Techniques for Finding Shorts in Printed Circuit Boards

After ordering a new pcb and populating all the components, sometimes you'll find a short between two signals. This can be especially hard to track down if it's touching a gound or power signal that travels all over the board. Worse yet, sometimes the short is on an internal layer and can't be seen.

Common Causes:

  • A small solder bridge or ball between pins: Sometimes small strands of solder will bridge two pins--this is especially easy to do on "bard bones" boards without any solder mask. Using too much solder paste, or paste that's past it's prime, can also lead to bridges or small balls getting lodged behind pins. The balls are especially hard to remove since solder wick usually can't reach them. Sometimes a thorough flooding of solder followed by more wicking will work.
  • Incorrect components / pinouts: Make sure the pinout on that spare voltage regulator you had lying around actually matches the layout connections.
  • PCB manufacturing erros: Sometimes you'll find hair-line connections where they shouldn't be, especially in areas close to the manufacturer's limits.

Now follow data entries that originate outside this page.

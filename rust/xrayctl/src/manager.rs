//! Protocol units on top of the fragment store.
//!
//! Every mutation runs as one [`Transaction`]:
//! `Idle -> BackedUp -> Mutated -> Validated -> Committed`, or
//! `RolledBack` from any point after the snapshot. Input and state errors
//! are raised before the snapshot is taken.

use anyhow::{Context, Result};
use log::{debug, error, info, warn};
use serde::{Deserialize, Serialize};
use serde_json::{Map, Value};
use std::{
    collections::{BTreeMap, BTreeSet},
    path::{Path, PathBuf},
};

use crate::{
    backup::{BackupEntry, BackupStore, Manifest},
    catalog::{Catalog, ProtocolDescriptor, ProtocolFamily, DEFAULT_REALITY_DEST},
    config::Config,
    error::ConfError,
    fragments::{self, Category, FragmentMeta, FragmentName, FragmentStore},
    keys,
    lock::MutationLock,
    logging,
    notify::{self, Notifier},
    ports::{PortAllocator, PortProbe, SystemProbe},
    share,
    template::{self, Credential, RealityParams, TemplateParams, TlsParams, TransportParams},
    validator::{self, Validator},
};

const DEFAULT_PASSWORD_LEN: usize = 24;
const SHORT_ID_BYTES: usize = 4;

/// Shared fragments laid down by [`Manager::initialize`].
const SHARED_FRAGMENTS: &[(u8, Category, &str, &str)] = &[
    (0, Category::Base, "system", "base_system"),
    (1, Category::Dns, "default", "dns_default"),
    (20, Category::Outbound, "direct", "outbound_direct"),
    (21, Category::Outbound, "block", "outbound_block"),
    (90, Category::Routing, "basic", "routing_basic"),
];
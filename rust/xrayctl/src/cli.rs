use clap::{Parser, Subcommand};
use std::path::PathBuf;

#[derive(Clone, Debug, Parser)]
#[command(
    name = "xrayctl",
    version,
    about = "Manage an xray confdir of JSON fragments",
    long_about = "xrayctl adds, updates and removes inbound units in a directory loaded by `xray run -confdir`. \
Every change is snapshotted, checked with `xray run -test` and rolled back if the check fails.",
    after_help = r#"EXAMPLES
  xrayctl init
  xrayctl add vless-reality --tag vr1
  xrayctl add ss --tag ss1 --port 8388
  xrayctl add vless-ws-tls --set domain=example.com --set path=/ray
  xrayctl update vr1 --set port=8443
  xrayctl share vr1
  xrayctl backup
  xrayctl restore /usr/local/etc/xray/backups/xray-backup-20260101-120000.tar.gz

EXIT CODES
  0 ok, 1 write/other failure (rolled back), 2 bad input, 3 state conflict or not found,
  4 xray rejected the result (rolled back), 5 backup/restore failure

ENVIRONMENT
  XRAYCTL_CONFDIR, XRAYCTL_BACKUP_DIR, XRAYCTL_XRAY_BIN, XRAYCTL_LOG_LEVEL,
  XRAYCTL_PUBLIC_HOST, XRAYCTL_SKIP_VALIDATE=1
"#,
    arg_required_else_help = true
)]
pub struct Args {
    /// JSON config file (default /etc/xrayctl/config.json when present).
    #[arg(long, global = true)]
    pub config: Option<PathBuf>,

    /// Override the fragment directory.
    #[arg(long, global = true)]
    pub confdir: Option<PathBuf>,

    /// Skip `xray run -test` after mutations.
    #[arg(long, global = true, default_value_t = false)]
    pub no_validate: bool,

    #[arg(long, global = true)]
    pub log_level: Option<String>,

    #[command(subcommand)]
    pub cmd: Cmd,
}

#[derive(Clone, Debug, Subcommand)]
pub enum Cmd {
    /// Create the confdir and the shared base/dns/outbound/routing fragments.
    Init,

    /// Add a protocol unit.
    Add {
        /// Protocol name or alias (see `protocols`).
        protocol: String,
        #[arg(long)]
        tag: Option<String>,
        #[arg(long)]
        port: Option<u16>,
        /// Extra option, repeatable: uuid, password, method, path, host, domain, dest, ...
        #[arg(long = "set", value_name = "KEY=VALUE", value_parser = parse_kv)]
        set: Vec<(String, String)>,
    },

    /// Remove every fragment referencing a tag.
    Remove { tag: String },

    /// Patch a unit in place: port, uuid, password, path; other keys go into the inbound.
    Update {
        tag: String,
        #[arg(long = "set", value_name = "KEY=VALUE", value_parser = parse_kv)]
        set: Vec<(String, String)>,
    },

    /// List protocol units.
    List {
        #[arg(long, default_value_t = false)]
        json: bool,
    },

    /// Show one unit as JSON.
    Info { tag: String },

    /// Print a client share link.
    Share { tag: String },

    /// Archive the confdir (default: timestamped file in backup_dir).
    Backup { path: Option<PathBuf> },

    /// Replace the confdir with an archive.
    Restore { path: PathBuf },

    /// List archives in backup_dir.
    Backups,

    /// Local checks plus `xray run -test`.
    Validate,

    /// Show supported protocols.
    Protocols,
}

pub fn parse_kv(s: &str) -> Result<(String, String), String> {
    match s.split_once('=') {
        Some((k, v)) if !k.trim().is_empty() => Ok((k.trim().to_string(), v.to_string())),
        _ => Err(format!("expected KEY=VALUE, got '{s}'")),
    }
}

#[cfg(test)]
mod tests {
    use super::*;

    #[test]
    fn parses_add_with_sets() {
        let a = Args::try_parse_from([
            "xrayctl", "--no-validate", "add", "vless-ws-tls", "--tag", "w1", "--set", "domain=example.com",
            "--set", "path=/a=b",
        ])
        .unwrap();
        assert!(a.no_validate);
        match a.cmd {
            Cmd::Add { protocol, tag, port, set } => {
                assert_eq!(protocol, "vless-ws-tls");
                assert_eq!(tag.as_deref(), Some("w1"));
                assert_eq!(port, None);
                assert_eq!(set[1], ("path".to_string(), "/a=b".to_string()));
            }
            other => panic!("{other:?}"),
        }
    }

    #[test]
    fn rejects_bad_kv() {
        assert!(parse_kv("novalue").is_err());
        assert!(parse_kv("=x").is_err());
        assert!(Args::try_parse_from(["xrayctl", "update", "t", "--set", "oops"]).is_err());
    }
}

David at uCHobby.com had some good tips for finding shorts in printed circuit boards.

  • The obvious thing to try is to start removing components and isolate sections of the board. This may also require cutting a few traces.
  • If you've already taken all the components off, and carefully checked over the board for obvious errors, try running a few amps through the offending traces. If it's a hairline pcb manufacturing mistake, the small thread of conductor will burn up under the amperage. Your other traces, even ones as small as 8mils, should be fine for a short time under a few amps.
  • Lastly, if you've narrowed down the short but can't see it because it's inside the board, it might be time to drill. David had some horror stories about drilling through 10 layer boards to fix one trace while breaking traces in 7 other layers. Have some "green" or "white" wire handy to jumper the broken traces.
  • Any other ideas for quickly locating a short without resorting to board surgery or removing all your painstakingly placed parts?